Deliberate and careful the system may be, in a strictly bureaucratic sense, but that does not make it any less barbaric. Consider: Allen won't be able to ride his wheelchair into the death chamber because of a pronounced bump running along the bottom of the doorway. (San Quentin was designed to administer death by poison gas, so the floor lip is part of a design to ensure the room is airtight.) The question then arises of how he will get in there. Allen's lawyers have requested he be allowed to use a walker, relying on the strength in his arms to compensate for his entirely useless legs. But prison protocol insists that the condemned have their hands manacled and their feet shackled as they make their way from their final holding cell to the gurney where they are strapped down and injected with lethal chemicals to knock them unconscious, collapse their lungs and stop their heart. The authorities have consented to the use of the walker, but have not said whether they will loosen Allen's manacles so he can actually use it. Two prison guards will be on hand, and it remains to be seen whether they help him, or simply lift him bodily over the threshold.

What kind of civilized society is even prepared to consider such ghoulish procedural obstacles?

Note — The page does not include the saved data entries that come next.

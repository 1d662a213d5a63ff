//! Retry, backoff and credential bootstrap against a mock upstream

use crate::common::{room_page, test_config, API_KEY};
use stay_harvest::fetch::{Component, FetchErrorKind, Fetcher, RequestSpec};
use stay_harvest::session::{bootstrap, bootstrap_or_fallback, CredentialError, KeySource};
use std::time::{Duration, Instant};
use tokio_util::sync::CancellationToken;
use url::Url;
use wiremock::matchers::{header, method, path};
use wiremock::{Mock, MockServer, ResponseTemplate};

fn fetcher_for(server: &MockServer, client_extra: &str) -> (Fetcher, tempfile::TempDir) {
    let dir = tempfile::tempdir().unwrap();
    let config = test_config(&server.uri(), dir.path(), client_extra);
    (Fetcher::new(&config.retry), dir)
}

fn spec(server: &MockServer, route: &str) -> RequestSpec {
    let url = Url::parse(&format!("{}{}", server.uri(), route)).unwrap();
    RequestSpec::api(Component::Calendar, url)
}

#[tokio::test]
async fn test_success_on_first_attempt() {
    let server = MockServer::start().await;
    Mock::given(method("GET"))
        .and(path("/ok"))
        .respond_with(ResponseTemplate::new(200).set_body_string("{\"data\":{}}"))
        .expect(1)
        .mount(&server)
        .await;

    let (fetcher, _dir) = fetcher_for(&server, "");
    let response = fetcher
        .execute(&spec(&server, "/ok"), &CancellationToken::new())
        .await
        .unwrap();

    assert_eq!(response.status, 200);
    assert_eq!(response.attempts, 1);
    assert_eq!(response.text(), "{\"data\":{}}");
}

#[tokio::test]
async fn test_rate_limited_twice_then_success() {
    let server = MockServer::start().await;
    // Mounted first so it takes precedence until exhausted.
    Mock::given(method("GET"))
        .and(path("/flaky"))
        .respond_with(ResponseTemplate::new(429))
        .up_to_n_times(2)
        .mount(&server)
        .await;
    Mock::given(method("GET"))
        .and(path("/flaky"))
        .respond_with(ResponseTemplate::new(200).set_body_string("ok"))
        .mount(&server)
        .await;

    let (fetcher, _dir) = fetcher_for(&server, "");
    let started = Instant::now();
    let response = fetcher
        .execute(&spec(&server, "/flaky"), &CancellationToken::new())
        .await
        .unwrap();

    assert_eq!(response.attempts, 3);
    assert_eq!(response.body, b"ok");
    // 20ms * 2^1 + 20ms * 2^2, plus under 10ms of jitter per wait
    let elapsed = started.elapsed();
    assert!(elapsed >= Duration::from_millis(120), "{elapsed:?}");
    assert!(elapsed < Duration::from_millis(140 + 360), "{elapsed:?}");
}

#[tokio::test]
async fn test_server_error_exhausts_attempts() {
    let server = MockServer::start().await;
    Mock::given(method("GET"))
        .and(path("/broken"))
        .respond_with(ResponseTemplate::new(500).insert_header("x-request-id", "abc"))
        .expect(5)
        .mount(&server)
        .await;

    let (fetcher, _dir) = fetcher_for(&server, "");
    let err = fetcher
        .execute(&spec(&server, "/broken"), &CancellationToken::new())
        .await
        .unwrap_err();

    assert_eq!(err.attempts, 5);
    assert!(matches!(err.kind, FetchErrorKind::Status(500)));
    assert_eq!(err.last_status(), Some(500));
    assert_eq!(err.component, Component::Calendar);
    let meta = err.response.as_ref().unwrap();
    assert_eq!(meta.headers.get("x-request-id").unwrap(), "abc");
    assert!(!err.url.contains('?'));
}

#[tokio::test]
async fn test_rate_limit_exhaustion_is_distinguishable() {
    let server = MockServer::start().await;
    Mock::given(method("GET"))
        .and(path("/limited"))
        .respond_with(ResponseTemplate::new(429).insert_header("retry-after", "30"))
        .mount(&server)
        .await;

    let (fetcher, _dir) = fetcher_for(&server, "");
    let err = fetcher
        .execute(&spec(&server, "/limited"), &CancellationToken::new())
        .await
        .unwrap_err();

    assert!(err.is_rate_limited());
    assert_eq!(err.attempts, 5);
    assert_eq!(err.response.as_ref().and_then(|m| m.retry_after()), Some("30"));
}

#[tokio::test]
async fn test_client_error_retried_by_default() {
    let server = MockServer::start().await;
    Mock::given(method("GET"))
        .and(path("/missing"))
        .respond_with(ResponseTemplate::new(404))
        .expect(5)
        .mount(&server)
        .await;

    let (fetcher, _dir) = fetcher_for(&server, "");
    let err = fetcher
        .execute(&spec(&server, "/missing"), &CancellationToken::new())
        .await
        .unwrap_err();

    assert_eq!(err.attempts, 5);
    assert_eq!(err.last_status(), Some(404));
}

#[tokio::test]
async fn test_server_errors_scope_fails_fast_on_client_error() {
    let server = MockServer::start().await;
    Mock::given(method("GET"))
        .and(path("/missing"))
        .respond_with(ResponseTemplate::new(404))
        .expect(1)
        .mount(&server)
        .await;

    let dir = tempfile::tempdir().unwrap();
    let mut config = test_config(&server.uri(), dir.path(), "");
    config.retry.retry_on = stay_harvest::config::RetryScope::ServerErrors;
    let fetcher = Fetcher::new(&config.retry);

    let err = fetcher
        .execute(&spec(&server, "/missing"), &CancellationToken::new())
        .await
        .unwrap_err();

    assert_eq!(err.attempts, 1);
    assert!(matches!(err.kind, FetchErrorKind::Status(404)));
}

#[tokio::test]
async fn test_redirect_is_not_followed() {
    let server = MockServer::start().await;
    Mock::given(method("GET"))
        .and(path("/moved"))
        .respond_with(ResponseTemplate::new(302).insert_header("location", "/login"))
        .mount(&server)
        .await;
    Mock::given(method("GET"))
        .and(path("/login"))
        .respond_with(ResponseTemplate::new(200))
        .expect(0)
        .mount(&server)
        .await;

    let (fetcher, _dir) = fetcher_for(&server, "");
    let err = fetcher
        .execute_once(&spec(&server, "/moved"), &CancellationToken::new())
        .await
        .unwrap_err();

    assert_eq!(err.last_status(), Some(302));
    let meta = err.response.unwrap();
    assert_eq!(meta.headers.get("location").unwrap(), "/login");
}

#[tokio::test]
async fn test_cancel_during_backoff() {
    let server = MockServer::start().await;
    Mock::given(method("GET"))
        .and(path("/slow"))
        .respond_with(ResponseTemplate::new(503))
        .mount(&server)
        .await;

    let dir = tempfile::tempdir().unwrap();
    let mut config = test_config(&server.uri(), dir.path(), "");
    config.retry.backoff_base_ms = 10_000;
    let fetcher = Fetcher::new(&config.retry);

    let cancel = CancellationToken::new();
    let trigger = cancel.clone();
    tokio::spawn(async move {
        tokio::time::sleep(Duration::from_millis(100)).await;
        trigger.cancel();
    });

    let started = Instant::now();
    let err = fetcher.execute(&spec(&server, "/slow"), &cancel).await.unwrap_err();

    assert!(err.is_cancelled());
    assert_eq!(err.attempts, 1);
    assert!(started.elapsed() < Duration::from_secs(5));
}

#[tokio::test]
async fn test_bootstrap_extracts_key_and_cookies() {
    let server = MockServer::start().await;
    Mock::given(method("GET"))
        .and(path("/rooms/42"))
        .and(header("sec-fetch-mode", "navigate"))
        .respond_with(
            ResponseTemplate::new(200)
                .insert_header("set-cookie", "bev=session-token; Path=/")
                .set_body_string(room_page(42)),
        )
        .expect(1)
        .mount(&server)
        .await;

    let (fetcher, _dir) = fetcher_for(&server, "");
    let page_url = Url::parse(&format!("{}/rooms/42", server.uri())).unwrap();
    let result = bootstrap(&fetcher, &page_url, None, &CancellationToken::new())
        .await
        .unwrap();

    assert_eq!(result.credentials.api_key, API_KEY);
    assert_eq!(result.credentials.source, KeySource::Extracted);
    assert_eq!(result.credentials.cookie_header().as_deref(), Some("bev=session-token"));
    assert!(result.page.unwrap().contains("data-deferred-state"));
}

#[tokio::test]
async fn test_bootstrap_is_never_retried() {
    let server = MockServer::start().await;
    Mock::given(method("GET"))
        .and(path("/rooms/42"))
        .respond_with(ResponseTemplate::new(503))
        .expect(1)
        .mount(&server)
        .await;

    let (fetcher, _dir) = fetcher_for(&server, "");
    let page_url = Url::parse(&format!("{}/rooms/42", server.uri())).unwrap();
    let err = bootstrap(&fetcher, &page_url, None, &CancellationToken::new())
        .await
        .unwrap_err();

    match err {
        CredentialError::Fetch(e) => {
            assert_eq!(e.attempts, 1);
            assert_eq!(e.component, Component::Bootstrap);
        }
        other => panic!("unexpected error: {other}"),
    }
}

#[tokio::test]
async fn test_bootstrap_without_key_falls_back() {
    let server = MockServer::start().await;
    Mock::given(method("GET"))
        .and(path("/rooms/42"))
        .respond_with(ResponseTemplate::new(200).set_body_string("<html>no key here</html>"))
        .mount(&server)
        .await;

    let (fetcher, _dir) = fetcher_for(&server, "");
    let page_url = Url::parse(&format!("{}/rooms/42", server.uri())).unwrap();
    let cancel = CancellationToken::new();

    let err = bootstrap_or_fallback(&fetcher, &page_url, None, None, &cancel)
        .await
        .unwrap_err();
    assert!(matches!(err, CredentialError::KeyNotFound { .. }));

    let result = bootstrap_or_fallback(&fetcher, &page_url, None, Some("static-key"), &cancel)
        .await
        .unwrap();
    assert_eq!(result.credentials.api_key, "static-key");
    assert_eq!(result.credentials.source, KeySource::Fallback);
    assert!(result.page.is_none());
}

There is a powerful argument to be made that Allen's reduced physical condition is at least partly due to the shockingly poor medical care available at San Quentin. Last July, the health care system across the entire network of California state prisons was delivered into federal receivership because of conditions denounced by U.S. District Judge Thelton Henderson as "outright depravity". But Schwarzenegger brushes this off, too, saying the problems "are best addressed on a system-wide basis, not by clemency cases where the focus is on the unique situation of an individual inmate".

Perhaps, when the state has finally got its prison health care system in order, it can name a hospital wing after Ray Allen - a man with the audacity to grow so sick he almost dodged his (deliberate and careful) death sentence by expiring all on his own.